Pensez-vous que la société française est aujourd’hui prête et que les parlementaires vont la suivre ?
Il y a eu des avancées très significatives ces derniers temps. Le Comité consultatif national d’éthique a, dans son rapport de septembre 2022, reconnu qu’il existe des situations de fin de vie qui ne peuvent être prises en charge par la loi actuelle, notamment celles des malades dont le pronostic vital n’est pas engagé à court terme (Charcot, par exemple). L’Académie nationale de médecine, en mai/juin 2023, a aussi admis qu’il était possible dans certains cas d’ouvrir ce droit. Il va falloir le définir de manière précise, soit dans la loi, soit dans les directives de la Haute Autorité de Santé.

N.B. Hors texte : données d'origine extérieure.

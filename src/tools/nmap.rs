//! Nmap scan profiles.
//!
//! Every option a caller may toggle is an enumerated field here; the only
//! free-form values left are the target and the port specification, and
//! both are validated by the orchestrator before anything is spawned.

use std::fmt;
use std::str::FromStr;
use std::time::Duration;

use serde::{Deserialize, Serialize};

use crate::domain::ExecutionRequest;

use super::ToolOptionError;

pub const NMAP_BINARY: &str = "nmap";
pub const BASIC_TOOL: &str = "nmap_basic";
pub const ADVANCED_TOOL: &str = "nmap_advanced";

/// Nmap scan technique
#[derive(Debug, Clone, Copy, Default, PartialEq, Eq, Serialize, Deserialize)]
#[serde(rename_all = "snake_case")]
pub enum ScanType {
    /// TCP SYN (`-sS`)
    #[default]
    Syn,
    /// TCP connect (`-sT`)
    Connect,
    /// UDP (`-sU`)
    Udp,
    /// TCP NULL (`-sN`)
    Null,
}

impl ScanType {
    pub fn code(&self) -> &'static str {
        match self {
            Self::Syn => "sS",
            Self::Connect => "sT",
            Self::Udp => "sU",
            Self::Null => "sN",
        }
    }

    pub fn flag(&self) -> String {
        format!("-{}", self.code())
    }
}

impl fmt::Display for ScanType {
    fn fmt(&self, f: &mut fmt::Formatter<'_>) -> fmt::Result {
        f.write_str(self.code())
    }
}

impl FromStr for ScanType {
    type Err = ToolOptionError;

    fn from_str(s: &str) -> Result<Self, Self::Err> {
        match s.trim_start_matches('-') {
            "sS" => Ok(Self::Syn),
            "sT" => Ok(Self::Connect),
            "sU" => Ok(Self::Udp),
            "sN" => Ok(Self::Null),
            _ => Err(ToolOptionError::Unknown {
                option: "scan_type",
                value: s.to_string(),
                expected: "sS, sT, sU, sN",
            }),
        }
    }
}

/// Nmap timing template (`-T0` .. `-T5`)
#[derive(Debug, Clone, Copy, Default, PartialEq, Eq, PartialOrd, Ord, Serialize, Deserialize)]
#[serde(rename_all = "snake_case")]
pub enum Timing {
    Paranoid,
    Sneaky,
    #[default]
    Polite,
    Normal,
    Aggressive,
    Insane,
}

impl Timing {
    pub fn level(&self) -> u8 {
        match self {
            Self::Paranoid => 0,
            Self::Sneaky => 1,
            Self::Polite => 2,
            Self::Normal => 3,
            Self::Aggressive => 4,
            Self::Insane => 5,
        }
    }

    pub fn flag(&self) -> String {
        format!("-T{}", self.level())
    }
}

impl fmt::Display for Timing {
    fn fmt(&self, f: &mut fmt::Formatter<'_>) -> fmt::Result {
        write!(f, "T{}", self.level())
    }
}

impl FromStr for Timing {
    type Err = ToolOptionError;

    fn from_str(s: &str) -> Result<Self, Self::Err> {
        match s.trim_start_matches("-T").trim_start_matches('T') {
            "0" => Ok(Self::Paranoid),
            "1" => Ok(Self::Sneaky),
            "2" => Ok(Self::Polite),
            "3" => Ok(Self::Normal),
            "4" => Ok(Self::Aggressive),
            "5" => Ok(Self::Insane),
            _ => Err(ToolOptionError::Unknown {
                option: "timing",
                value: s.to_string(),
                expected: "0-5",
            }),
        }
    }
}

/// Stealth SYN scan of a port range at polite timing
#[derive(Debug, Clone, PartialEq, Eq, Serialize, Deserialize)]
pub struct BasicScan {
    pub target: String,
    #[serde(default = "default_basic_ports")]
    pub ports: String,
}

fn default_basic_ports() -> String {
    "1-1000".to_string()
}

impl BasicScan {
    pub fn new(target: impl Into<String>) -> Self {
        Self {
            target: target.into(),
            ports: default_basic_ports(),
        }
    }

    pub fn ports(mut self, ports: impl Into<String>) -> Self {
        self.ports = ports.into();
        self
    }

    /// Resolve into a concrete request
    pub fn into_request(self, timeout: Duration) -> ExecutionRequest {
        ExecutionRequest::new(BASIC_TOOL, NMAP_BINARY, self.target, timeout)
            .args([ScanType::Syn.flag(), Timing::Polite.flag()])
            .arg("-p")
            .arg(self.ports)
    }
}

/// Fully configurable scan
#[derive(Debug, Clone, PartialEq, Eq, Serialize, Deserialize)]
pub struct AdvancedScan {
    pub target: String,
    #[serde(default)]
    pub scan_type: ScanType,
    #[serde(default = "default_advanced_ports")]
    pub ports: String,
    #[serde(default)]
    pub timing: Timing,
    #[serde(default = "default_true")]
    pub service_detection: bool,
    #[serde(default)]
    pub os_detection: bool,
    #[serde(default)]
    pub script_scan: bool,
}

fn default_advanced_ports() -> String {
    "1-65535".to_string()
}

fn default_true() -> bool {
    true
}

impl AdvancedScan {
    pub fn new(target: impl Into<String>) -> Self {
        Self {
            target: target.into(),
            scan_type: ScanType::default(),
            ports: default_advanced_ports(),
            timing: Timing::default(),
            service_detection: true,
            os_detection: false,
            script_scan: false,
        }
    }

    /// Resolve into a concrete request
    pub fn into_request(self, timeout: Duration) -> ExecutionRequest {
        let mut request = ExecutionRequest::new(ADVANCED_TOOL, NMAP_BINARY, self.target, timeout)
            .args([self.scan_type.flag(), self.timing.flag()])
            .arg("-p")
            .arg(self.ports);

        if self.service_detection {
            request = request.arg("-sV");
        }
        if self.os_detection {
            request = request.arg("-O");
        }
        if self.script_scan {
            request = request.arg("-sC");
        }

        request
    }
}

/// One line of the port table
#[derive(Debug, Clone, PartialEq, Eq, Serialize, Deserialize)]
pub struct PortEntry {
    pub port: String,
    pub state: String,
    pub service: String,
}

/// Pull `port state service` rows out of nmap's normal output
pub fn extract_ports(output: &str) -> Vec<PortEntry> {
    output
        .lines()
        .filter(|line| line.contains("/tcp") || line.contains("/udp"))
        .filter_map(|line| {
            let mut parts = line.split_whitespace();
            let port = parts.next()?;
            let state = parts.next()?;
            let service = parts.next()?;
            Some(PortEntry {
                port: port.to_string(),
                state: state.to_string(),
                service: service.to_string(),
            })
        })
        .collect()
}
//! Orchestrator Integration Tests
//!
//! Tests for the validate → execute → persist → audit flow, including the
//! no-side-effect guarantee for rejected requests and degraded storage.

use std::path::Path;
use std::sync::atomic::{AtomicUsize, Ordering};
use std::sync::Arc;
use std::time::Duration;

use async_trait::async_trait;
use reconbridge::config::ResolvedConfig;
use reconbridge::core::{
    ArtifactPolicy, ArtifactStore, AuditLedger, AuditOutcome, Executor, FsArtifactStore,
    LedgerError, Orchestrator, SqliteLedger, StorageError, ValidationError,
};
use reconbridge::domain::{
    Artifact, AuditEntry, AuditRecord, AuditStatus, ExecutionRequest, ExecutionResult,
};
use reconbridge::tools::{BasicScan, ToolInvocation};
use tempfile::TempDir;

/// Executor that returns a canned result and counts calls
struct FakeExecutor {
    result: ExecutionResult,
    calls: AtomicUsize,
    last_argv: std::sync::Mutex<Vec<String>>,
}

impl FakeExecutor {
    fn new(result: ExecutionResult) -> Arc<Self> {
        Arc::new(Self {
            result,
            calls: AtomicUsize::new(0),
            last_argv: std::sync::Mutex::new(Vec::new()),
        })
    }

    fn calls(&self) -> usize {
        self.calls.load(Ordering::SeqCst)
    }
}

#[async_trait]
impl Executor for FakeExecutor {
    async fn execute(&self, argv: &[String], _timeout: Duration) -> ExecutionResult {
        self.calls.fetch_add(1, Ordering::SeqCst);
        *self.last_argv.lock().unwrap() = argv.to_vec();
        self.result.clone()
    }
}

/// Artifact store whose writes always fail
struct BrokenArtifactStore;

#[async_trait]
impl ArtifactStore for BrokenArtifactStore {
    async fn save(&self, _tool: &str, _target: &str, _content: &str) -> Result<Artifact, StorageError> {
        Err(StorageError::Write {
            path: "/nowhere/artifact.txt".into(),
            source: std::io::Error::new(std::io::ErrorKind::Other, "No space left on device"),
        })
    }

    async fn load(&self, reference: &Path) -> Result<String, StorageError> {
        Err(StorageError::Read {
            path: reference.to_path_buf(),
            source: std::io::Error::new(std::io::ErrorKind::NotFound, "missing"),
        })
    }
}

/// Ledger whose appends always fail
struct BrokenLedger;

#[async_trait]
impl AuditLedger for BrokenLedger {
    async fn append(&self, _entry: AuditEntry) -> Result<i64, LedgerError> {
        Err(LedgerError::Task("disk I/O error".to_string()))
    }

    async fn query(&self, _limit: usize, _tool: Option<&str>) -> Result<Vec<AuditRecord>, LedgerError> {
        Ok(Vec::new())
    }
}

struct Harness {
    temp: TempDir,
    artifacts: Arc<FsArtifactStore>,
    ledger: Arc<SqliteLedger>,
}

impl Harness {
    async fn new() -> Self {
        let temp = TempDir::new().unwrap();
        let artifacts = Arc::new(FsArtifactStore::open(temp.path().join("results")).await.unwrap());
        let ledger = Arc::new(SqliteLedger::open(temp.path().join("scans.db")).await.unwrap());
        Self {
            temp,
            artifacts,
            ledger,
        }
    }

    fn orchestrator(&self, executor: Arc<dyn Executor>) -> Orchestrator {
        Orchestrator::new(executor, self.artifacts.clone(), self.ledger.clone())
    }

    fn artifact_count(&self) -> usize {
        std::fs::read_dir(self.temp.path().join("results")).unwrap().count()
    }
}

fn basic_request(target: &str, ports: &str) -> ExecutionRequest {
    BasicScan::new(target).ports(ports).into_request(Duration::from_secs(5))
}

#[tokio::test]
async fn test_invalid_target_has_no_side_effects() {
    let harness = Harness::new().await;
    let executor = FakeExecutor::new(ExecutionResult::exited(0, "x".into(), String::new()));
    let orchestrator = harness.orchestrator(executor.clone());

    let err = orchestrator
        .run(basic_request("10.0.0.1; rm -rf /", "1-1000"))
        .await
        .unwrap_err();

    assert!(matches!(err, ValidationError::InvalidFormat(_)));
    assert_eq!(executor.calls(), 0);
    assert_eq!(harness.artifact_count(), 0);
    assert_eq!(harness.ledger.count().await.unwrap(), 0);
}

#[tokio::test]
async fn test_invalid_argument_has_no_side_effects() {
    let harness = Harness::new().await;
    let executor = FakeExecutor::new(ExecutionResult::exited(0, "x".into(), String::new()));
    let orchestrator = harness.orchestrator(executor.clone());

    for bad in ["1-1000;reboot", "$(id)", "80`x`", "22|nc", "1\n2"] {
        let err = orchestrator
            .run(basic_request("10.0.0.1", bad))
            .await
            .unwrap_err();
        assert!(matches!(err, ValidationError::InvalidCharacter(_)), "{:?}", bad);
    }

    assert_eq!(executor.calls(), 0);
    assert_eq!(harness.artifact_count(), 0);
    assert_eq!(harness.ledger.count().await.unwrap(), 0);
}

#[tokio::test]
async fn test_success_persists_artifact_and_audits() {
    let harness = Harness::new().await;
    let stdout = "PORT   STATE SERVICE\n22/tcp open  ssh\n";
    let executor = FakeExecutor::new(ExecutionResult::exited(0, stdout.into(), String::new()));
    let orchestrator = harness.orchestrator(executor.clone());

    let outcome = orchestrator.run(basic_request("10.0.0.1", "22")).await.unwrap();

    assert!(outcome.result.succeeded);
    assert_eq!(
        *executor.last_argv.lock().unwrap(),
        vec!["nmap", "-sS", "-T2", "-p", "22", "10.0.0.1"]
    );
    assert_eq!(outcome.command, "nmap -sS -T2 -p 22 10.0.0.1");

    let artifact = outcome.artifact.clone().expect("artifact saved");
    assert_eq!(orchestrator.load_artifact(&artifact).await.unwrap(), stdout);

    let id = outcome.audit.id().expect("audit recorded");
    let record = harness.ledger.get(id).await.unwrap().unwrap();
    assert_eq!(record.tool, "nmap_basic");
    assert_eq!(record.target, "10.0.0.1");
    assert_eq!(record.command, outcome.command);
    assert_eq!(record.status, AuditStatus::Success);
    assert_eq!(record.artifact, Some(artifact.reference()));
}

#[tokio::test]
async fn test_failure_without_output_is_audited_without_artifact() {
    let harness = Harness::new().await;
    let executor = FakeExecutor::new(ExecutionResult::exited(1, String::new(), "Failed to resolve".into()));
    let orchestrator = harness.orchestrator(executor);

    let outcome = orchestrator.run(basic_request("no.such.host", "80")).await.unwrap();

    assert!(!outcome.result.succeeded);
    assert!(outcome.artifact.is_none());
    assert!(outcome.artifact_error.is_none());
    assert_eq!(harness.artifact_count(), 0);

    let records = harness.ledger.query(10, None).await.unwrap();
    assert_eq!(records.len(), 1);
    assert_eq!(records[0].status, AuditStatus::Failed);
    assert_eq!(records[0].artifact, None);
}

#[tokio::test]
async fn test_timeout_is_audited_as_failed() {
    let harness = Harness::new().await;
    let executor = FakeExecutor::new(ExecutionResult::timeout(Duration::from_secs(5)));
    let orchestrator = harness.orchestrator(executor.clone());

    let outcome = orchestrator.run(basic_request("10.0.0.1", "1-1000")).await.unwrap();

    assert!(outcome.result.timed_out());
    assert_eq!(executor.calls(), 1, "no automatic retry");
    let records = harness.ledger.query(10, Some("nmap_basic")).await.unwrap();
    assert_eq!(records.len(), 1);
    assert_eq!(records[0].status, AuditStatus::Failed);
}

#[tokio::test]
async fn test_partial_output_policy() {
    let harness = Harness::new().await;
    let failed_with_output = ExecutionResult::exited(1, "22/tcp open ssh\n".into(), "interrupted".into());

    let keep = harness.orchestrator(FakeExecutor::new(failed_with_output.clone()));
    let outcome = keep.run(basic_request("10.0.0.1", "22")).await.unwrap();
    assert!(outcome.artifact.is_some());

    let skip = harness
        .orchestrator(FakeExecutor::new(failed_with_output))
        .with_policy(ArtifactPolicy::SuccessOnly);
    let outcome = skip.run(basic_request("10.0.0.1", "22")).await.unwrap();
    assert!(outcome.artifact.is_none());

    assert_eq!(harness.artifact_count(), 1);
    assert_eq!(harness.ledger.count().await.unwrap(), 2);
}

#[tokio::test]
async fn test_artifact_failure_still_audits() {
    let harness = Harness::new().await;
    let orchestrator = Orchestrator::new(
        FakeExecutor::new(ExecutionResult::exited(0, "output".into(), String::new())),
        Arc::new(BrokenArtifactStore),
        harness.ledger.clone(),
    );

    let outcome = orchestrator.run(basic_request("10.0.0.1", "80")).await.unwrap();

    assert!(outcome.result.succeeded);
    assert!(outcome.artifact.is_none());
    assert!(outcome.artifact_error.unwrap().contains("No space left on device"));

    let id = outcome.audit.id().expect("audit recorded");
    let record = harness.ledger.get(id).await.unwrap().unwrap();
    assert_eq!(record.status, AuditStatus::Success);
    assert_eq!(record.artifact, None);
}

#[tokio::test]
async fn test_ledger_failure_is_reported_separately() {
    let harness = Harness::new().await;
    let orchestrator = Orchestrator::new(
        FakeExecutor::new(ExecutionResult::exited(0, "output".into(), String::new())),
        harness.artifacts.clone(),
        Arc::new(BrokenLedger),
    );

    let outcome = orchestrator.run(basic_request("10.0.0.1", "80")).await.unwrap();

    assert!(outcome.result.succeeded);
    assert!(outcome.artifact.is_some());
    match outcome.audit {
        AuditOutcome::Impaired(message) => assert!(message.contains("disk I/O error")),
        other => panic!("expected impaired audit, got {:?}", other),
    }
}

#[tokio::test]
async fn test_history_validates_tool_filter() {
    let harness = Harness::new().await;
    let orchestrator = harness.orchestrator(FakeExecutor::new(ExecutionResult::exited(
        0,
        String::new(),
        String::new(),
    )));

    orchestrator.run(basic_request("10.0.0.1", "80")).await.unwrap();

    assert_eq!(orchestrator.history(10, Some("nmap_basic")).await.unwrap().len(), 1);
    assert!(orchestrator.history(10, Some("x' OR '1'='1")).await.is_err());
}

#[cfg(unix)]
#[tokio::test]
async fn test_end_to_end_with_real_process() {
    let temp = TempDir::new().unwrap();
    let config = ResolvedConfig::with_home(temp.path().to_path_buf());
    let orchestrator = Orchestrator::open(&config).await.unwrap();

    let request = ExecutionRequest::new("echo", "echo", "hello", Duration::from_secs(10));
    let outcome = orchestrator.run(request).await.unwrap();

    assert!(outcome.result.succeeded);
    assert_eq!(outcome.result.exit_status, 0);
    assert!(outcome.result.stdout.contains("hello"));

    let artifact = outcome.artifact.expect("artifact saved");
    assert!(artifact.path.starts_with(&config.results_dir));
    assert_eq!(std::fs::read_to_string(&artifact.path).unwrap(), "hello\n");

    let history = orchestrator.history(5, None).await.unwrap();
    assert_eq!(history.len(), 1);
    assert_eq!(history[0].command, "echo hello");
}

#[cfg(unix)]
#[tokio::test]
async fn test_missing_tool_binary_is_audited() {
    let temp = TempDir::new().unwrap();
    let config = ResolvedConfig::with_home(temp.path().to_path_buf());
    let orchestrator = Orchestrator::open(&config).await.unwrap();

    let request = ExecutionRequest::new(
        "ghost",
        "reconbridge-missing-binary-91d2",
        "10.0.0.1",
        Duration::from_secs(5),
    );
    let outcome = orchestrator.run(request).await.unwrap();

    assert!(outcome.result.launch_failed());
    assert!(outcome.artifact.is_none());
    let history = orchestrator.history(5, Some("ghost")).await.unwrap();
    assert_eq!(history.len(), 1);
    assert_eq!(history[0].status, AuditStatus::Failed);
}

#[tokio::test]
async fn test_tool_invocation_flows_through() {
    let harness = Harness::new().await;
    let executor = FakeExecutor::new(ExecutionResult::exited(0, String::new(), String::new()));
    let orchestrator = harness.orchestrator(executor.clone());

    let invocation = ToolInvocation::NmapBasic(BasicScan::new("scanme.nmap.org"));
    let request = invocation.into_request(&Default::default());
    assert_eq!(request.timeout, Duration::from_secs(600));

    orchestrator.run(request).await.unwrap();
    assert_eq!(
        executor.last_argv.lock().unwrap().last().map(String::as_str),
        Some("scanme.nmap.org")
    );
}
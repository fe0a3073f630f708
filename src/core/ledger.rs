//! Append-only audit ledger backed by SQLite.
//!
//! One row per attempted execution. Rows are never updated or deleted.
//! Sequence ids come from `AUTOINCREMENT`, so they are strictly increasing
//! and never reused, even after restarts. Each operation opens its own
//! connection on a blocking thread; SQLite's write lock serialises
//! concurrent appends from any number of tasks or processes.

use std::path::{Path, PathBuf};
use std::time::Duration;

use async_trait::async_trait;
use chrono::{DateTime, SecondsFormat, Utc};
use rusqlite::{params, Connection, OptionalExtension};
use thiserror::Error;
use tracing::debug;

use crate::domain::{AuditEntry, AuditRecord, AuditStatus};

const SCHEMA: &str = "
CREATE TABLE IF NOT EXISTS scan_history (
    id INTEGER PRIMARY KEY AUTOINCREMENT,
    timestamp TEXT NOT NULL,
    tool TEXT NOT NULL,
    target TEXT NOT NULL,
    command TEXT NOT NULL,
    status TEXT NOT NULL CHECK (status IN ('success', 'failed')),
    result_file TEXT
);
CREATE INDEX IF NOT EXISTS idx_scan_history_tool ON scan_history (tool);
";

/// How long a connection waits for the write lock before giving up
const BUSY_TIMEOUT: Duration = Duration::from_secs(30);

/// Ledger failures
#[derive(Debug, Error)]
pub enum LedgerError {
    #[error("Failed to create ledger directory {path}: {source}")]
    Directory {
        path: PathBuf,
        #[source]
        source: std::io::Error,
    },

    #[error("SQLite error: {0}")]
    Sqlite(#[from] rusqlite::Error),

    #[error("Corrupt ledger row {id}: {reason}")]
    CorruptRow { id: i64, reason: String },

    #[error("Ledger task failed: {0}")]
    Task(String),
}

/// Durable, append-only record of attempted executions
#[async_trait]
pub trait AuditLedger: Send + Sync {
    /// Append a record and return its sequence id
    async fn append(&self, entry: AuditEntry) -> Result<i64, LedgerError>;

    /// The `limit` most recent records, newest first, optionally for one tool
    async fn query(&self, limit: usize, tool: Option<&str>) -> Result<Vec<AuditRecord>, LedgerError>;
}

/// SQLite implementation of the ledger
#[derive(Debug, Clone)]
pub struct SqliteLedger {
    db_path: PathBuf,
}

impl SqliteLedger {
    /// Open the ledger, creating the database and schema if absent.
    ///
    /// Opening an existing ledger is a no-op apart from the connection check.
    pub async fn open(db_path: impl Into<PathBuf>) -> Result<Self, LedgerError> {
        let db_path = db_path.into();

        if let Some(parent) = db_path.parent().filter(|p| !p.as_os_str().is_empty()) {
            tokio::fs::create_dir_all(parent)
                .await
                .map_err(|source| LedgerError::Directory {
                    path: parent.to_path_buf(),
                    source,
                })?;
        }

        let ledger = Self { db_path };
        ledger
            .blocking(|conn| {
                let _mode: String =
                    conn.pragma_update_and_check(None, "journal_mode", "WAL", |row| row.get(0))?;
                conn.execute_batch(SCHEMA)?;
                Ok(())
            })
            .await?;

        debug!(path = %ledger.db_path.display(), "Audit ledger ready");
        Ok(ledger)
    }

    /// Path to the database file
    pub fn path(&self) -> &Path {
        &self.db_path
    }

    /// Fetch a single record by sequence id
    pub async fn get(&self, id: i64) -> Result<Option<AuditRecord>, LedgerError> {
        self.blocking(move |conn| {
            let raw = conn
                .query_row(
                    "SELECT id, timestamp, tool, target, command, status, result_file
                     FROM scan_history WHERE id = ?1",
                    params![id],
                    |row| {
                        Ok(RawRow {
                            id: row.get(0)?,
                            timestamp: row.get(1)?,
                            tool: row.get(2)?,
                            target: row.get(3)?,
                            command: row.get(4)?,
                            status: row.get(5)?,
                            artifact: row.get(6)?,
                        })
                    },
                )
                .optional()?;
            raw.map(RawRow::into_record).transpose()
        })
        .await
    }

    /// Total number of records
    pub async fn count(&self) -> Result<u64, LedgerError> {
        self.blocking(|conn| {
            let count: i64 = conn.query_row("SELECT COUNT(*) FROM scan_history", [], |row| row.get(0))?;
            Ok(count as u64)
        })
        .await
    }

    /// Run `f` against a fresh connection on the blocking pool
    async fn blocking<T, F>(&self, f: F) -> Result<T, LedgerError>
    where
        T: Send + 'static,
        F: FnOnce(&mut Connection) -> Result<T, LedgerError> + Send + 'static,
    {
        let path = self.db_path.clone();
        tokio::task::spawn_blocking(move || {
            let mut conn = connect(&path)?;
            f(&mut conn)
        })
        .await
        .map_err(|e| LedgerError::Task(e.to_string()))?
    }
}

fn connect(path: &Path) -> Result<Connection, LedgerError> {
    let conn = Connection::open(path)?;
    conn.busy_timeout(BUSY_TIMEOUT)?;
    conn.pragma_update(None, "synchronous", "FULL")?;
    Ok(conn)
}

#[async_trait]
impl AuditLedger for SqliteLedger {
    async fn append(&self, entry: AuditEntry) -> Result<i64, LedgerError> {
        self.blocking(move |conn| {
            // IMMEDIATE takes the write lock up front so the id read below is ours
            let tx = conn.transaction_with_behavior(rusqlite::TransactionBehavior::Immediate)?;
            tx.execute(
                "INSERT INTO scan_history (timestamp, tool, target, command, status, result_file)
                 VALUES (?1, ?2, ?3, ?4, ?5, ?6)",
                params![
                    entry.timestamp.to_rfc3339_opts(SecondsFormat::Micros, true),
                    entry.tool,
                    entry.target,
                    entry.command,
                    entry.status.as_str(),
                    entry.artifact,
                ],
            )?;
            let id = tx.last_insert_rowid();
            tx.commit()?;
            Ok(id)
        })
        .await
    }

    async fn query(&self, limit: usize, tool: Option<&str>) -> Result<Vec<AuditRecord>, LedgerError> {
        let tool = tool.map(str::to_string);
        let limit = i64::try_from(limit).unwrap_or(i64::MAX);

        self.blocking(move |conn| {
            let mut stmt = conn.prepare(
                "SELECT id, timestamp, tool, target, command, status, result_file
                 FROM scan_history
                 WHERE ?1 IS NULL OR tool = ?1
                 ORDER BY id DESC
                 LIMIT ?2",
            )?;

            let rows = stmt.query_map(params![tool, limit], |row| {
                Ok(RawRow {
                    id: row.get(0)?,
                    timestamp: row.get(1)?,
                    tool: row.get(2)?,
                    target: row.get(3)?,
                    command: row.get(4)?,
                    status: row.get(5)?,
                    artifact: row.get(6)?,
                })
            })?;

            let mut records = Vec::new();
            for row in rows {
                records.push(row?.into_record()?);
            }
            Ok(records)
        })
        .await
    }
}

struct RawRow {
    id: i64,
    timestamp: String,
    tool: String,
    target: String,
    command: String,
    status: String,
    artifact: Option<String>,
}

impl RawRow {
    fn into_record(self) -> Result<AuditRecord, LedgerError> {
        let corrupt = |reason: String| LedgerError::CorruptRow { id: self.id, reason };

        let timestamp = DateTime::parse_from_rfc3339(&self.timestamp)
            .map_err(|e| corrupt(format!("bad timestamp {:?}: {}", self.timestamp, e)))?
            .with_timezone(&Utc);
        let status: AuditStatus = self.status.parse().map_err(corrupt)?;

        Ok(AuditRecord {
            id: self.id,
            timestamp,
            tool: self.tool,
            target: self.target,
            command: self.command,
            status,
            artifact: self.artifact,
        })
    }
}
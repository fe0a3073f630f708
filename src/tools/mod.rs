//! The fixed catalogue of tools this bridge can invoke.
//!
//! Each tool is an option record that resolves into an `ExecutionRequest`.
//! Tools never execute anything themselves; they only build requests for
//! the orchestrator.

pub mod nmap;

use std::time::Duration;

use serde::{Deserialize, Serialize};
use thiserror::Error;

use crate::config::ScanSettings;
use crate::domain::ExecutionRequest;

pub use nmap::{extract_ports, AdvancedScan, BasicScan, PortEntry, ScanType, Timing};

/// An option value outside its enumerated set
#[derive(Debug, Clone, PartialEq, Eq, Error)]
pub enum ToolOptionError {
    #[error("Unknown {option} '{value}' (expected one of: {expected})")]
    Unknown {
        option: &'static str,
        value: String,
        expected: &'static str,
    },
}

/// Every invocable tool with its options
#[derive(Debug, Clone, PartialEq, Eq, Serialize, Deserialize)]
#[serde(tag = "tool", rename_all = "snake_case")]
pub enum ToolInvocation {
    NmapBasic(BasicScan),
    NmapAdvanced(AdvancedScan),
}

impl ToolInvocation {
    /// Tool identifier recorded in the ledger
    pub fn name(&self) -> &'static str {
        match self {
            Self::NmapBasic(_) => nmap::BASIC_TOOL,
            Self::NmapAdvanced(_) => nmap::ADVANCED_TOOL,
        }
    }

    /// Timeout this tool runs under
    pub fn timeout(&self, settings: &ScanSettings) -> Duration {
        match self {
            Self::NmapBasic(_) => settings.basic_timeout(),
            Self::NmapAdvanced(_) => settings.advanced_timeout(),
        }
    }

    /// Resolve into a concrete request
    pub fn into_request(self, settings: &ScanSettings) -> ExecutionRequest {
        let timeout = self.timeout(settings);
        match self {
            Self::NmapBasic(scan) => scan.into_request(timeout),
            Self::NmapAdvanced(scan) => scan.into_request(timeout),
        }
    }
}

/// Identifiers of every tool in the catalogue
pub fn tool_names() -> [&'static str; 2] {
    [nmap::BASIC_TOOL, nmap::ADVANCED_TOOL]
}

L’ouvre-t-on pour un pronostic vital engagé à six mois, ou à un an ? Dans l’Oregon, la durée va être repoussée à un an. La notion de pronostic vital contient une ouverture majeure. Il faut aussi définir si cette aide à mourir est pratiquée seulement en établissement médical ou si elle peut l’être à domicile.
Je suis prudent mais confiant, car lors du précédent débat à l’Assemblée Nationale sur ce sujet en 2021, nous avions eu une majorité solide (83 %) pour voter l’article 1 de la proposition de loi, qui n’avait pu aboutir du fait de l’obstruction parlementaire. Aujourd’hui il existe dans notre pays des euthanasies clandestines, il faut sortir de ce déni de réalité, et octroyer à chacun cette dignité, chacun ayant sa conception de la dignité. Il s’agit d’une liberté fondamentale qui n’empiète pas sur la liberté des autres.
Depuis des années, les enquêtes d’opinion montrent que 85% des Français y sont favorables et la Convention Citoyenne voulue par Emmanuel Macron, qui a travaillé trois mois sur le sujet, a voté à 75 % en faveur de ce droit. Je n’imagine pas que l’Assemblée nationale ne soit pas en phase avec la société.
Le Groupe d’échanges parlementaires sur la fin de vie se réunit tous les 15 jours, c’est le plus important de l’Assemblée nationale en termes de participants, avec 180 députés inscrits.
Il reste une question à trancher, pas la plus anodine : pour quel type d’aide active à mourir opte-t-on ? Certains pays ont choisi le suicide assisté seul : un médecin prescrit un produit létal que le malade peut s’autoadministrer lui-même, sans intervention d’un tiers. C’est le cas des USA. D’autres autorisent l’euthanasie, qui permet l’intervention d’une tierce personne, un médecin volontaire qui administre le produit. La France optera-telle pour le suicide assisté seul ou pour les deux formes ? J’alerte sur un problème d’égalité face au droit : que se passe-t-il pour le malade qui n’est plus en mesure de pouvoir accomplir lui-même le geste, il serait privé de ce droit ? Cela créerait une inégalité profonde. La Suisse a choisi le suicide assisté seul, les Pays-Bas et le Luxembourg, par exemple, donnent la liberté de choix avec l’euthanasie. Il faudrait qu’en France on ait au minimum le suicide assisté seul et une exception d’euthanasie pour les malades qui ne sont pas en mesure d’y parvenir.
Je trouve qu’il faut être clair, afin qu’on puisse avoir une présence médicale volontaire qui assiste au suicide assisté, au cas où cela se passe mal…
Dans tous les cas, deux enjeux sur cette loi, qui sont aussi des craintes de ma part, concernent l’égalité des malades devant ce droit et l’effectivité de ce droit. Créer un droit nouveau d’aide active à mourir comme ultime recours est très bien, mais il ne faudrait pas que la loi rende son exercice tellement compliqué qu’il ne pourrait être appliqué.